//! File endpoints: reading the bundled JSON document and multipart upload

use super::{respond, RequestInput};
use crate::error::ApiError;
use crate::http::HttpResponse;
use crate::models::FileReference;
use crate::validation::{params, ErrorKind, FieldError, Location, TextEnum, ValidationErrors};
use hyper::body::Bytes;
use serde_json::{json, Value};
use std::path::Path;
use std::time::Instant;

/// Form field carrying the uploaded file
const UPLOAD_FIELD: &str = "data";

/// `GET /readfile/{file_path:path}`
///
/// The reference is resolved against `base_dir` and the file parsed as JSON.
pub async fn read_file(input: &RequestInput, base_dir: &Path) -> Result<HttpResponse, ApiError> {
    let reference: FileReference = params::required_enum(
        Location::Path,
        "file_path",
        input.params.get("file_path"),
    )
    .map_err(ValidationErrors::from)?;

    let relative = reference.as_str();
    let path = base_dir.join(relative);
    let raw = tokio::fs::read(&path).await.map_err(|e| {
        if e.kind() == std::io::ErrorKind::NotFound {
            ApiError::NotFound(relative.to_string())
        } else {
            ApiError::Io {
                path: path.display().to_string(),
                source: e,
            }
        }
    })?;

    let content: Value = serde_json::from_slice(&raw).map_err(|e| ApiError::Parse {
        path: path.display().to_string(),
        source: e,
    })?;

    respond(&json!({ "File content": content }))
}

/// `POST /predict/` with a multipart `data` file part
///
/// File content is read to the end and discarded. When `data` is sent more
/// than once the last part is the one answered.
pub async fn upload(input: &RequestInput) -> Result<HttpResponse, ApiError> {
    let boundary = input
        .content_type
        .as_deref()
        .and_then(|ct| multer::parse_boundary(ct).ok())
        .ok_or_else(|| upload_error(ErrorKind::Missing))?;

    let body = input.body.clone();
    let stream = futures::stream::once(async move { Ok::<Bytes, std::io::Error>(body) });
    let mut multipart = multer::Multipart::new(stream, boundary);

    let started = Instant::now();
    // Outer `None`: no `data` part; inner `None`: the part was plain text
    let mut upload: Option<Option<String>> = None;
    while let Some(mut field) = multipart.next_field().await.map_err(bad_multipart)? {
        if field.name() != Some(UPLOAD_FIELD) {
            continue;
        }
        let file_name = field.file_name().map(ToString::to_string);

        let mut size: usize = 0;
        while let Some(chunk) = field.chunk().await.map_err(bad_multipart)? {
            size += chunk.len();
        }
        tracing::debug!(
            file_name = file_name.as_deref().unwrap_or("-"),
            size,
            elapsed_us = u64::try_from(started.elapsed().as_micros()).unwrap_or(u64::MAX),
            "Upload part read"
        );
        upload = Some(file_name);
    }

    match upload {
        Some(Some(file_name)) => respond(&json!({ "file name": file_name })),
        Some(None) => Err(upload_error(ErrorKind::NotUpload)),
        None => Err(upload_error(ErrorKind::Missing)),
    }
}

fn upload_error(kind: ErrorKind) -> ApiError {
    ValidationErrors::from(FieldError::new(Location::Body, UPLOAD_FIELD, kind)).into()
}

fn bad_multipart(err: multer::Error) -> ApiError {
    ApiError::BadRequest(format!("invalid multipart body: {err}"))
}
use crate::validation::{LocPart, ObjectValidator, ValidationErrors};
use serde::Serialize;
use serde_json::Value;

/// Metadata describing a trained model
#[derive(Debug, Clone, PartialEq, Serialize)]
pub struct MlModel {
    pub name: String,
    pub description: Option<String>,
    /// Number of trainable parameters
    pub parameters: i64,
    /// Validation accuracy of the model
    pub accuracy: f64,
}

impl MlModel {
    pub fn validate(value: Option<&Value>, loc: Vec<LocPart>) -> Result<Self, ValidationErrors> {
        let mut fields = ObjectValidator::new(value, loc)?;
        let name = fields.required_str("name");
        let description = fields.optional_str("description");
        let parameters = fields.required_int("parameters");
        let accuracy = fields.required_float("accuracy");

        match (name, description, parameters, accuracy) {
            (Some(name), Some(description), Some(parameters), Some(accuracy)) => Ok(Self {
                name,
                description,
                parameters,
                accuracy,
            }),
            _ => Err(fields.into_errors()),
        }
    }
}
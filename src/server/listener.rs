// Listener module
// Creates the TCP listener through socket2 so socket options can be set before bind

use socket2::{Domain, Protocol, Socket, Type};
use tokio::net::TcpListener;

/// Pending connection queue size passed to `listen(2)`
const BACKLOG: i32 = 128;

/// Create a `TcpListener` with `SO_REUSEADDR` enabled.
///
/// `SO_REUSEADDR` lets a restarted server bind a port still in `TIME_WAIT`.
///
/// # Errors
///
/// Returns the underlying I/O error if the socket cannot be created, bound or
/// put into listening state.
pub fn create_listener(addr: std::net::SocketAddr) -> std::io::Result<TcpListener> {
    let domain = if addr.is_ipv4() {
        Domain::IPV4
    } else {
        Domain::IPV6
    };

    let socket = Socket::new(domain, Type::STREAM, Some(Protocol::TCP))?;
    socket.set_reuse_address(true)?;
    socket.set_nonblocking(true)?;
    socket.bind(&addr.into())?;
    socket.listen(BACKLOG)?;

    let std_listener: std::net::TcpListener = socket.into();
    TcpListener::from_std(std_listener)
}
//! Request validation module
//!
//! Explicit validators that run before a handler is dispatched:
//! - Presence checks for required fields
//! - Coercion of text and JSON values into typed values
//! - Range, length and enum membership constraints
//!
//! Failures are aggregated so one response lists every offending field.

mod coerce;
mod error;
mod object;
pub mod params;
mod rules;

pub use error::{ErrorKind, FieldError, LocPart, Location, ValidationErrors};
pub use object::ObjectValidator;
pub use rules::{IntBounds, TextEnum};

--- Task directions ---
Go through the material above and state how many lines hold the word "size". Give only the number.

--- Exercise output ---
4